//! Orchestrates a full configuration load: the framework document, the
//! user's primary document, the merged defaults list, override
//! classification, the ordered merge, and the reserved `framework.*`
//! bookkeeping subtree. See [`Composer::load_configuration`] and
//! [`Composer::load_sweep_config`].

use serde_yaml::Value;

use crate::defaults::{DefaultsEntry, DefaultsList, SWEEP_SENTINEL};
use crate::document::Document;
use crate::document_store::{DocumentStore, LoadTrace, describe_location};
use crate::error::ComposerError;
use crate::group_lister::{EntryKind, GroupLister};
use crate::job_runtime::{DefaultJobRuntime, JobRuntime};
use crate::override_classifier::{self, ClassifiedOverrides};
use crate::override_parser::{self, RawOverride};
use crate::resolver::{PackageSource, ResourceResolver};
use crate::search_path::{Location, SearchPath};

const FRAMEWORK_DOC: &str = "framework.yaml";

#[derive(Debug)]
pub struct Composed {
    pub document: Document,
    pub trace: LoadTrace,
}

pub struct ComposerBuilder {
    search_path: SearchPath,
    strict: bool,
    job_runtime: Box<dyn JobRuntime>,
    package_source: Option<Box<dyn PackageSource>>,
    override_dirname_kv_sep: String,
    override_dirname_item_sep: String,
    override_dirname_exclude: Vec<String>,
}

impl ComposerBuilder {
    pub fn new() -> Self {
        Self {
            search_path: SearchPath::new(),
            strict: true,
            job_runtime: Box::new(DefaultJobRuntime),
            package_source: None,
            override_dirname_kv_sep: "=".to_string(),
            override_dirname_item_sep: ",".to_string(),
            override_dirname_exclude: Vec::new(),
        }
    }

    pub fn search_path(mut self, search_path: SearchPath) -> Self {
        self.search_path = search_path;
        self
    }

    pub fn add_entry(mut self, provider: &str, location: Location) -> Self {
        self.search_path.push(provider, location);
        self
    }

    /// Default strictness when `load_configuration`'s own `strict` argument
    /// is `None`. The `framework.*` subtree is unconditionally strict
    /// regardless of this setting.
    pub fn strict(mut self, strict: bool) -> Self {
        self.strict = strict;
        self
    }

    pub fn job_runtime(mut self, runtime: Box<dyn JobRuntime>) -> Self {
        self.job_runtime = runtime;
        self
    }

    pub fn package_source(mut self, source: Box<dyn PackageSource>) -> Self {
        self.package_source = Some(source);
        self
    }

    pub fn override_dirname_separators(mut self, kv_sep: &str, item_sep: &str) -> Self {
        self.override_dirname_kv_sep = kv_sep.to_string();
        self.override_dirname_item_sep = item_sep.to_string();
        self
    }

    pub fn override_dirname_exclude(mut self, keys: Vec<String>) -> Self {
        self.override_dirname_exclude = keys;
        self
    }

    pub fn build(self) -> Composer {
        Composer {
            search_path: self.search_path,
            strict: self.strict,
            job_runtime: self.job_runtime,
            package_source: self.package_source,
            override_dirname_kv_sep: self.override_dirname_kv_sep,
            override_dirname_item_sep: self.override_dirname_item_sep,
            override_dirname_exclude: self.override_dirname_exclude,
        }
    }
}

impl Default for ComposerBuilder {
    fn default() -> Self {
        Self::new()
    }
}

pub struct Composer {
    search_path: SearchPath,
    strict: bool,
    job_runtime: Box<dyn JobRuntime>,
    package_source: Option<Box<dyn PackageSource>>,
    override_dirname_kv_sep: String,
    override_dirname_item_sep: String,
    override_dirname_exclude: Vec<String>,
}

impl Composer {
    pub fn builder() -> ComposerBuilder {
        ComposerBuilder::new()
    }

    pub fn search_path(&self) -> &SearchPath {
        &self.search_path
    }

    fn resolver(&self) -> ResourceResolver<'_> {
        ResourceResolver::new(&self.search_path, self.package_source.as_deref())
    }

    fn group_lister(&self) -> GroupLister<'_> {
        GroupLister::new(&self.search_path, self.package_source.as_deref())
    }

    fn describe_search_path(&self) -> Vec<String> {
        self.search_path
            .entries()
            .iter()
            .map(|e| format!("{} ({})", describe_location(&e.location), e.provider))
            .collect()
    }

    /// Run the full composition described at the top of this module.
    pub fn load_configuration(
        &self,
        config_file: Option<&str>,
        overrides: &[String],
        strict: Option<bool>,
    ) -> Result<Composed, ComposerError> {
        let effective_strict = strict.unwrap_or(self.strict);
        let mut trace = LoadTrace::new();
        let store = DocumentStore::new(self.resolver());

        // Step 1: the primary config, if named, must exist somewhere.
        if let Some(name) = config_file {
            let normalized = normalize_name(name);
            if self.resolver().find(&normalized)?.is_none() {
                return Err(ComposerError::MissingPrimaryConfig {
                    name: normalized,
                    search_path: self.describe_search_path(),
                });
            }
        }

        // Step 2: the framework document is mandatory.
        let framework_doc = store
            .load(FRAMEWORK_DOC, true, &mut trace)?
            .ok_or_else(|| ComposerError::MissingPrimaryConfig {
                name: FRAMEWORK_DOC.to_string(),
                search_path: self.describe_search_path(),
            })?;

        // Step 3: load the user's primary document without a second trace entry.
        let job_doc = match config_file {
            Some(name) => store.load(&normalize_name(name), false, &mut trace)?,
            None => None,
        };

        // Step 4: framework-owned defaults.
        let mut defaults = DefaultsList::from_value(
            framework_doc.get_path("defaults").unwrap_or(&Value::Null),
        )?;

        // Step 5: append the primary config as a bare default; remember the boundary.
        if let Some(name) = config_file {
            defaults.push(DefaultsEntry::Bare(normalize_name(name)));
        }
        let split_at = defaults.len();

        // Step 6: merge in the user document's own defaults.
        if let Some(job) = &job_doc {
            let job_defaults = DefaultsList::from_value(
                job.get_path("defaults").unwrap_or(&Value::Null),
            )?;
            DefaultsList::merge(&mut defaults, &job_defaults);
        }

        // Step 7: classify overrides against the merged defaults list.
        let raw_overrides = override_parser::parse(overrides)?;
        let lister = self.group_lister();
        let available_groups = lister.list_groups("");
        let classified: ClassifiedOverrides = override_classifier::classify(
            &mut defaults,
            raw_overrides,
            |group| available_groups.iter().any(|g| g == group),
        );

        // Step 9: seed the reserved framework subtree, then merge documents
        // in two passes — framework defaults, then user defaults.
        let mut composed = Document::empty();
        composed.set_path("framework", framework_doc.value().clone(), false)?;
        for (idx, entry) in defaults.iter().enumerate() {
            let _pass = if idx < split_at { "framework" } else { "user" };
            self.merge_one(entry, &store, &mut trace, &mut composed)?;
        }

        // The defaults list is a composition directive, not user data — drop
        // it from the composed tree and from the seeded framework subtree.
        composed.remove_path("defaults");
        composed.remove_path("framework.defaults");

        // Step 10/11: apply residual overrides. `framework.*` is unconditionally strict.
        for ov in &classified.residual {
            let strict_for_key = effective_strict || is_framework_key(&ov.key);
            let value = parse_scalar(&ov.value);
            composed.set_path(&ov.key, value, strict_for_key)?;
        }

        // Step 12: framework bookkeeping.
        self.write_bookkeeping(&mut composed, config_file, &classified)?;

        composed.resolve_interpolations();

        Ok(Composed {
            document: composed,
            trace,
        })
    }

    fn merge_one(
        &self,
        entry: &DefaultsEntry,
        store: &DocumentStore<'_>,
        trace: &mut LoadTrace,
        composed: &mut Document,
    ) -> Result<(), ComposerError> {
        match entry {
            DefaultsEntry::Bare(name) => {
                let normalized = normalize_name(name);
                match store.load(&normalized, true, trace)? {
                    Some(doc) => composed.merge(&doc),
                    None => {
                        return Err(ComposerError::MissingPrimaryConfig {
                            name: normalized,
                            search_path: self.describe_search_path(),
                        });
                    }
                }
                Ok(())
            }
            DefaultsEntry::Group(binding) => {
                let choice = match &binding.choice {
                    None => return Ok(()),
                    Some(c) if c.contains(SWEEP_SENTINEL) => return Ok(()),
                    Some(c) => c,
                };
                let rel = format!("{}/{}", binding.group, normalize_name(choice));
                match store.load(&rel, true, trace)? {
                    Some(doc) => {
                        composed.merge(&doc);
                        Ok(())
                    }
                    None if binding.optional => Ok(()),
                    None => {
                        let options = self.group_lister().get_group_options(&binding.group, EntryKind::File);
                        Err(ComposerError::MissingConfig {
                            group: binding.group.clone(),
                            choice: choice.clone(),
                            options,
                        })
                    }
                }
            }
        }
    }

    fn write_bookkeeping(
        &self,
        composed: &mut Document,
        config_file: Option<&str>,
        classified: &ClassifiedOverrides,
    ) -> Result<(), ComposerError> {
        let mut framework_overrides = Vec::new();
        let mut task_overrides = Vec::new();
        let applied: Vec<RawOverride> = classified.applied().cloned().collect();

        for ov in &applied {
            let token = format!("{}={}", ov.key, ov.value);
            if is_framework_key(&ov.key) {
                framework_overrides.push(token);
            } else {
                task_overrides.push(token);
            }
        }

        let dirname_items: Vec<(String, String)> = applied
            .iter()
            .filter(|o| !is_framework_key(&o.key))
            .map(|o| (o.key.clone(), o.value.clone()))
            .collect();
        let override_dirname = compute_override_dirname(
            &dirname_items,
            &self.override_dirname_kv_sep,
            &self.override_dirname_item_sep,
            &self.override_dirname_exclude,
        );

        composed.set_path("framework.overrides.task", to_yaml_seq(&task_overrides), false)?;
        composed.set_path(
            "framework.overrides.framework",
            to_yaml_seq(&framework_overrides),
            false,
        )?;
        if composed.get_path("framework.job.name").is_none() {
            composed.set_path(
                "framework.job.name",
                Value::String(self.job_runtime.default_job_name()),
                false,
            )?;
        }
        composed.set_path(
            "framework.job.override_dirname",
            Value::String(override_dirname.clone()),
            false,
        )?;
        if let Some(name) = config_file {
            composed.set_path("framework.job.config_file", Value::String(name.to_string()), false)?;
        }
        tracing::debug!(
            task_overrides = task_overrides.len(),
            framework_overrides = framework_overrides.len(),
            override_dirname = %override_dirname,
            "wrote framework bookkeeping subtree"
        );
        Ok(())
    }

    /// Re-run `load_configuration` for a sweep child: start from the
    /// parent's framework-scoped overrides, append the sweep's own, then
    /// carry over the runtime subtree and the interpolation cache so
    /// reproducible values (like `${now}`) match across siblings.
    pub fn load_sweep_config(
        &self,
        master: &Composed,
        config_file: Option<&str>,
        sweep_overrides: &[String],
    ) -> Result<Composed, ComposerError> {
        let mut base_overrides: Vec<String> = master
            .document
            .get_path("framework.overrides.framework")
            .and_then(|v| v.as_sequence())
            .map(|seq| {
                seq.iter()
                    .filter_map(|v| v.as_str().map(str::to_string))
                    .collect()
            })
            .unwrap_or_default();
        base_overrides.extend(sweep_overrides.iter().cloned());

        let mut result = self.load_configuration(config_file, &base_overrides, None)?;

        if let Some(runtime) = master.document.get_path("framework.runtime") {
            result
                .document
                .set_path("framework.runtime", runtime.clone(), false)?;
        }
        result.document.set_cache(master.document.cache());
        Ok(result)
    }
}

fn is_framework_key(key: &str) -> bool {
    key.starts_with("framework.") || key.starts_with("framework/")
}

fn normalize_name(name: &str) -> String {
    if name.ends_with(".yaml") || name.ends_with(".yml") {
        name.to_string()
    } else {
        format!("{name}.yaml")
    }
}

fn parse_scalar(s: &str) -> Value {
    if s == "null" {
        return Value::Null;
    }
    if let Ok(b) = s.parse::<bool>() {
        return Value::Bool(b);
    }
    if let Ok(i) = s.parse::<i64>() {
        return Value::from(i);
    }
    if let Ok(f) = s.parse::<f64>() {
        return Value::from(f);
    }
    Value::String(s.to_string())
}

fn to_yaml_seq(items: &[String]) -> Value {
    Value::Sequence(items.iter().map(|s| Value::String(s.clone())).collect())
}

/// Deterministic `override_dirname` formatting: sorted `key=value` pairs
/// joined by `item_sep`, with any excluded keys dropped first.
pub fn compute_override_dirname(
    overrides: &[(String, String)],
    kv_sep: &str,
    item_sep: &str,
    exclude: &[String],
) -> String {
    let mut items: Vec<String> = overrides
        .iter()
        .filter(|(k, _)| !exclude.contains(k))
        .map(|(k, v)| format!("{k}{kv_sep}{v}"))
        .collect();
    items.sort();
    items.join(item_sep)
}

EXERCISE BRIEF: Take the lines from the start of the records through the line holding "bookkeeping subtree. See", both included, and please print them exactly, with nothing else.

EXERCISE OUTPUT:
//! Orchestrates a full configuration load: the framework document, the
//! user's primary document, the merged defaults list, override
//! classification, the ordered merge, and the reserved `framework.*`
//! bookkeeping subtree. See [`Composer::load_configuration`] and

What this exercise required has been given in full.